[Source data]
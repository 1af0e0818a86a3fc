//! Cartridge real-time clocks (MBC3 and HuC3).
//!
//! Both variants live in one persisted block so a save file has the same
//! trailer layout regardless of which chip the cartridge carries.

use std::time::{SystemTime, UNIX_EPOCH};

/// Size of the clock block appended to the save file and embedded in save
/// states.
pub const RTC_BLOCK_LEN: usize = 40;

const SECS_PER_MINUTE: u64 = 60;
const SECS_PER_HOUR: u64 = 60 * 60;
const SECS_PER_DAY: u64 = 24 * 60 * 60;
const MINUTES_PER_DAY: u32 = 24 * 60;
const DAYS_PER_YEAR: u32 = 365;

const MBC3_DAY_LIMIT: u32 = 0x200;
const MBC3_CTRL_DAY_HIGH: u32 = 0x01;
const MBC3_CTRL_HALT: u32 = 0x40;
const MBC3_CTRL_CARRY: u32 = 0x80;

#[derive(Debug, Clone, Copy, PartialEq, Eq)]
pub enum ClockKind {
    Mbc3,
    Huc3,
}

/// MBC3 registers exactly as the game last wrote or latched them.
#[derive(Debug, Clone, Copy, Default, PartialEq, Eq)]
pub struct Mbc3Clock {
    pub seconds: u32,
    pub minutes: u32,
    pub hours: u32,
    pub days: u32,
    pub ctrl: u32,
}

impl Mbc3Clock {
    pub fn halted(&self) -> bool {
        self.ctrl & MBC3_CTRL_HALT != 0
    }

    pub fn carry(&self) -> bool {
        self.ctrl & MBC3_CTRL_CARRY != 0
    }

    /// Register value seen on the bus for RTC select `reg` (0x08-0x0C).
    pub fn read_register(&self, reg: u8) -> u8 {
        match reg {
            0x08 => self.seconds as u8,
            0x09 => self.minutes as u8,
            0x0A => self.hours as u8,
            0x0B => (self.days & 0xFF) as u8,
            0x0C => self.ctrl as u8,
            _ => 0xFF,
        }
    }

    /// Store a register write. Returns whether anything changed.
    pub fn write_register(&mut self, reg: u8, val: u8) -> bool {
        let val32 = val as u32;
        match reg {
            0x08 if self.seconds != val32 => self.seconds = val32,
            0x09 if self.minutes != val32 => self.minutes = val32,
            0x0A if self.hours != val32 => self.hours = val32,
            0x0B if self.days & 0xFF != val32 => self.days = (self.days & 0x100) | val32,
            0x0C if self.ctrl != val32 => {
                self.days = (self.days & 0xFF) | ((val32 & 1) << 8);
                self.ctrl = val32;
            }
            _ => return false,
        }
        true
    }

    fn advance(&mut self, elapsed: u64) {
        self.seconds += (elapsed % SECS_PER_MINUTE) as u32;
        self.minutes += self.seconds / 60;
        self.seconds %= 60;

        self.minutes += ((elapsed / SECS_PER_MINUTE) % 60) as u32;
        self.hours += self.minutes / 60;
        self.minutes %= 60;

        self.hours += ((elapsed / SECS_PER_HOUR) % 24) as u32;
        self.days += self.hours / 24;
        self.hours %= 24;

        self.days = self
            .days
            .saturating_add((elapsed / SECS_PER_DAY).min(u32::MAX as u64) as u32);
        if self.days >= MBC3_DAY_LIMIT {
            self.ctrl |= MBC3_CTRL_CARRY;
            self.days %= MBC3_DAY_LIMIT;
        }
        self.ctrl &= !MBC3_CTRL_DAY_HIGH;
        if self.days > 0xFF {
            self.ctrl |= MBC3_CTRL_DAY_HIGH;
        }
    }
}

#[derive(Debug, Clone, Copy, Default, PartialEq, Eq)]
pub struct Huc3Clock {
    pub minutes: u32,
    pub days: u32,
    pub years: u32,
}

impl Huc3Clock {
    fn advance(&mut self, elapsed: u64) {
        self.minutes += ((elapsed / SECS_PER_MINUTE) % MINUTES_PER_DAY as u64) as u32;
        self.days += self.minutes / MINUTES_PER_DAY;
        self.minutes %= MINUTES_PER_DAY;

        let whole_days = elapsed / SECS_PER_DAY;
        self.days += (whole_days % DAYS_PER_YEAR as u64) as u32;
        self.years += self.days / DAYS_PER_YEAR;
        self.days %= DAYS_PER_YEAR;
        self.years = self
            .years
            .saturating_add((whole_days / DAYS_PER_YEAR as u64).min(u32::MAX as u64) as u32);
    }
}

#[derive(Debug, Clone, Copy, Default, PartialEq, Eq)]
pub struct RtcClock {
    pub mbc3: Mbc3Clock,
    pub huc3: Huc3Clock,
    /// Unix time of the last latch; zero until the first one.
    pub last: i64,
}

impl RtcClock {
    /// Advance the registers of `kind` by the wall time elapsed since the
    /// previous latch.
    pub fn latch(&mut self, kind: ClockKind, now: i64) {
        if self.last == 0 || now <= self.last {
            self.last = self.last.max(now);
            return;
        }
        let elapsed = (now - self.last) as u64;
        match kind {
            ClockKind::Mbc3 => {
                if !self.mbc3.halted() {
                    self.mbc3.advance(elapsed);
                }
            }
            ClockKind::Huc3 => self.huc3.advance(elapsed),
        }
        self.last = now;
    }

    pub fn to_bytes(&self) -> [u8; RTC_BLOCK_LEN] {
        let mut out = [0u8; RTC_BLOCK_LEN];
        let words = [
            self.mbc3.seconds,
            self.mbc3.minutes,
            self.mbc3.hours,
            self.mbc3.days,
            self.mbc3.ctrl,
            self.huc3.minutes,
            self.huc3.days,
            self.huc3.years,
        ];
        for (chunk, word) in out.chunks_exact_mut(4).zip(words) {
            chunk.copy_from_slice(&word.to_le_bytes());
        }
        out[32..40].copy_from_slice(&self.last.to_le_bytes());
        out
    }

    /// Decode a clock block. Missing trailing bytes read as zero.
    pub fn from_bytes(data: &[u8]) -> Self {
        let mut buf = [0u8; RTC_BLOCK_LEN];
        let n = data.len().min(RTC_BLOCK_LEN);
        buf[..n].copy_from_slice(&data[..n]);

        let word = |i: usize| {
            let mut w = [0u8; 4];
            w.copy_from_slice(&buf[i * 4..i * 4 + 4]);
            u32::from_le_bytes(w)
        };
        let mut last = [0u8; 8];
        last.copy_from_slice(&buf[32..40]);

        Self {
            mbc3: Mbc3Clock {
                seconds: word(0),
                minutes: word(1),
                hours: word(2),
                days: word(3),
                ctrl: word(4),
            },
            huc3: Huc3Clock {
                minutes: word(5),
                days: word(6),
                years: word(7),
            },
            last: i64::from_le_bytes(last),
        }
    }
}

/// Current wall-clock time in Unix seconds.
pub fn unix_now() -> i64 {
    SystemTime::now()
        .duration_since(UNIX_EPOCH)
        .map(|d| d.as_secs() as i64)
        .unwrap_or(0)
}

WHAT YOU HAVE TO DO
Quote all the records. Keep every word exact.

ANSWER BOX
repository 1af0e0818a86a3fc
//! Cartridge real-time clocks (MBC3 and HuC3).
//!
//! Both variants live in one persisted block so a save file has the same
//! trailer layout regardless of which chip the cartridge carries.

use std::time::{SystemTime, UNIX_EPOCH};

/// Size of the clock block appended to the save file and embedded in save
/// states.
pub const RTC_BLOCK_LEN: usize = 40;

const SECS_PER_MINUTE: u64 = 60;
const SECS_PER_HOUR: u64 = 60 * 60;
const SECS_PER_DAY: u64 = 24 * 60 * 60;
const MINUTES_PER_DAY: u32 = 24 * 60;
const DAYS_PER_YEAR: u32 = 365;

const MBC3_DAY_LIMIT: u32 = 0x200;
const MBC3_CTRL_DAY_HIGH: u32 = 0x01;
const MBC3_CTRL_HALT: u32 = 0x40;
const MBC3_CTRL_CARRY: u32 = 0x80;

#[derive(Debug, Clone, Copy, PartialEq, Eq)]
pub enum ClockKind {
    Mbc3,
    Huc3,
}

/// MBC3 registers exactly as the game last wrote or latched them.
#[derive(Debug, Clone, Copy, Default, PartialEq, Eq)]
pub struct Mbc3Clock {
    pub seconds: u32,
    pub minutes: u32,
    pub hours: u32,
    pub days: u32,
    pub ctrl: u32,
}

impl Mbc3Clock {
    pub fn halted(&self) -> bool {
        self.ctrl & MBC3_CTRL_HALT != 0
    }

    pub fn carry(&self) -> bool {
        self.ctrl & MBC3_CTRL_CARRY != 0
    }

    /// Register value seen on the bus for RTC select `reg` (0x08-0x0C).
    pub fn read_register(&self, reg: u8) -> u8 {
        match reg {
            0x08 => self.seconds as u8,
            0x09 => self.minutes as u8,
            0x0A => self.hours as u8,
            0x0B => (self.days & 0xFF) as u8,
            0x0C => self.ctrl as u8,
            _ => 0xFF,
        }
    }

    /// Store a register write. Returns whether anything changed.
    pub fn write_register(&mut self, reg: u8, val: u8) -> bool {
        let val32 = val as u32;
        match reg {
            0x08 if self.seconds != val32 => self.seconds = val32,
            0x09 if self.minutes != val32 => self.minutes = val32,
            0x0A if self.hours != val32 => self.hours = val32,
            0x0B if self.days & 0xFF != val32 => self.days = (self.days & 0x100) | val32,
            0x0C if self.ctrl != val32 => {
                self.days = (self.days & 0xFF) | ((val32 & 1) << 8);
                self.ctrl = val32;
            }
            _ => return false,
        }
        true
    }

    fn advance(&mut self, elapsed: u64) {
        self.seconds += (elapsed % SECS_PER_MINUTE) as u32;
        self.minutes += self.seconds / 60;
        self.seconds %= 60;

        self.minutes += ((elapsed / SECS_PER_MINUTE) % 60) as u32;
        self.hours += self.minutes / 60;
        self.minutes %= 60;

        self.hours += ((elapsed / SECS_PER_HOUR) % 24) as u32;
        self.days += self.hours / 24;
        self.hours %= 24;

        self.days = self
            .days
            .saturating_add((elapsed / SECS_PER_DAY).min(u32::MAX as u64) as u32);
        if self.days >= MBC3_DAY_LIMIT {
            self.ctrl |= MBC3_CTRL_CARRY;
            self.days %= MBC3_DAY_LIMIT;
        }
        self.ctrl &= !MBC3_CTRL_DAY_HIGH;
        if self.days > 0xFF {
            self.ctrl |= MBC3_CTRL_DAY_HIGH;
        }
    }
}

#[derive(Debug, Clone, Copy, Default, PartialEq, Eq)]
pub struct Huc3Clock {
    pub minutes: u32,
    pub days: u32,
    pub years: u32,
}

impl Huc3Clock {
    fn advance(&mut self, elapsed: u64) {
        self.minutes += ((elapsed / SECS_PER_MINUTE) % MINUTES_PER_DAY as u64) as u32;
        self.days += self.minutes / MINUTES_PER_DAY;
        self.minutes %= MINUTES_PER_DAY;

        let whole_days = elapsed / SECS_PER_DAY;
        self.days += (whole_days % DAYS_PER_YEAR as u64) as u32;
        self.years += self.days / DAYS_PER_YEAR;
        self.days %= DAYS_PER_YEAR;
        self.years = self
            .years
            .saturating_add((whole_days / DAYS_PER_YEAR as u64).min(u32::MAX as u64) as u32);
    }
}

#[derive(Debug, Clone, Copy, Default, PartialEq, Eq)]
pub struct RtcClock {
    pub mbc3: Mbc3Clock,
    pub huc3: Huc3Clock,
    /// Unix time of the last latch; zero until the first one.
    pub last: i64,
}

impl RtcClock {
    /// Advance the registers of `kind` by the wall time elapsed since the
    /// previous latch.
    pub fn latch(&mut self, kind: ClockKind, now: i64) {
        if self.last == 0 || now <= self.last {
            self.last = self.last.max(now);
            return;
        }
        let elapsed = (now - self.last) as u64;
        match kind {
            ClockKind::Mbc3 => {
                if !self.mbc3.halted() {
                    self.mbc3.advance(elapsed);
                }
            }
            ClockKind::Huc3 => self.huc3.advance(elapsed),
        }
        self.last = now;
    }

    pub fn to_bytes(&self) -> [u8; RTC_BLOCK_LEN] {
        let mut out = [0u8; RTC_BLOCK_LEN];
        let words = [
            self.mbc3.seconds,
            self.mbc3.minutes,
            self.mbc3.hours,
            self.mbc3.days,
            self.mbc3.ctrl,
            self.huc3.minutes,
            self.huc3.days,
            self.huc3.years,
        ];
        for (chunk, word) in out.chunks_exact_mut(4).zip(words) {
            chunk.copy_from_slice(&word.to_le_bytes());
        }
        out[32..40].copy_from_slice(&self.last.to_le_bytes());
        out
    }

    /// Decode a clock block. Missing trailing bytes read as zero.
    pub fn from_bytes(data: &[u8]) -> Self {
        let mut buf = [0u8; RTC_BLOCK_LEN];
        let n = data.len().min(RTC_BLOCK_LEN);
        buf[..n].copy_from_slice(&data[..n]);

        let word = |i: usize| {
            let mut w = [0u8; 4];
            w.copy_from_slice(&buf[i * 4..i * 4 + 4]);
            u32::from_le_bytes(w)
        };
        let mut last = [0u8; 8];
        last.copy_from_slice(&buf[32..40]);

        Self {
            mbc3: Mbc3Clock {
                seconds: word(0),
                minutes: word(1),
                hours: word(2),
                days: word(3),
                ctrl: word(4),
            },
            huc3: Huc3Clock {
                minutes: word(5),
                days: word(6),
                years: word(7),
            },
            last: i64::from_le_bytes(last),
        }
    }
}

/// Current wall-clock time in Unix seconds.
pub fn unix_now() -> i64 {
    SystemTime::now()
        .duration_since(UNIX_EPOCH)
        .map(|d| d.as_secs() as i64)
        .unwrap_or(0)
}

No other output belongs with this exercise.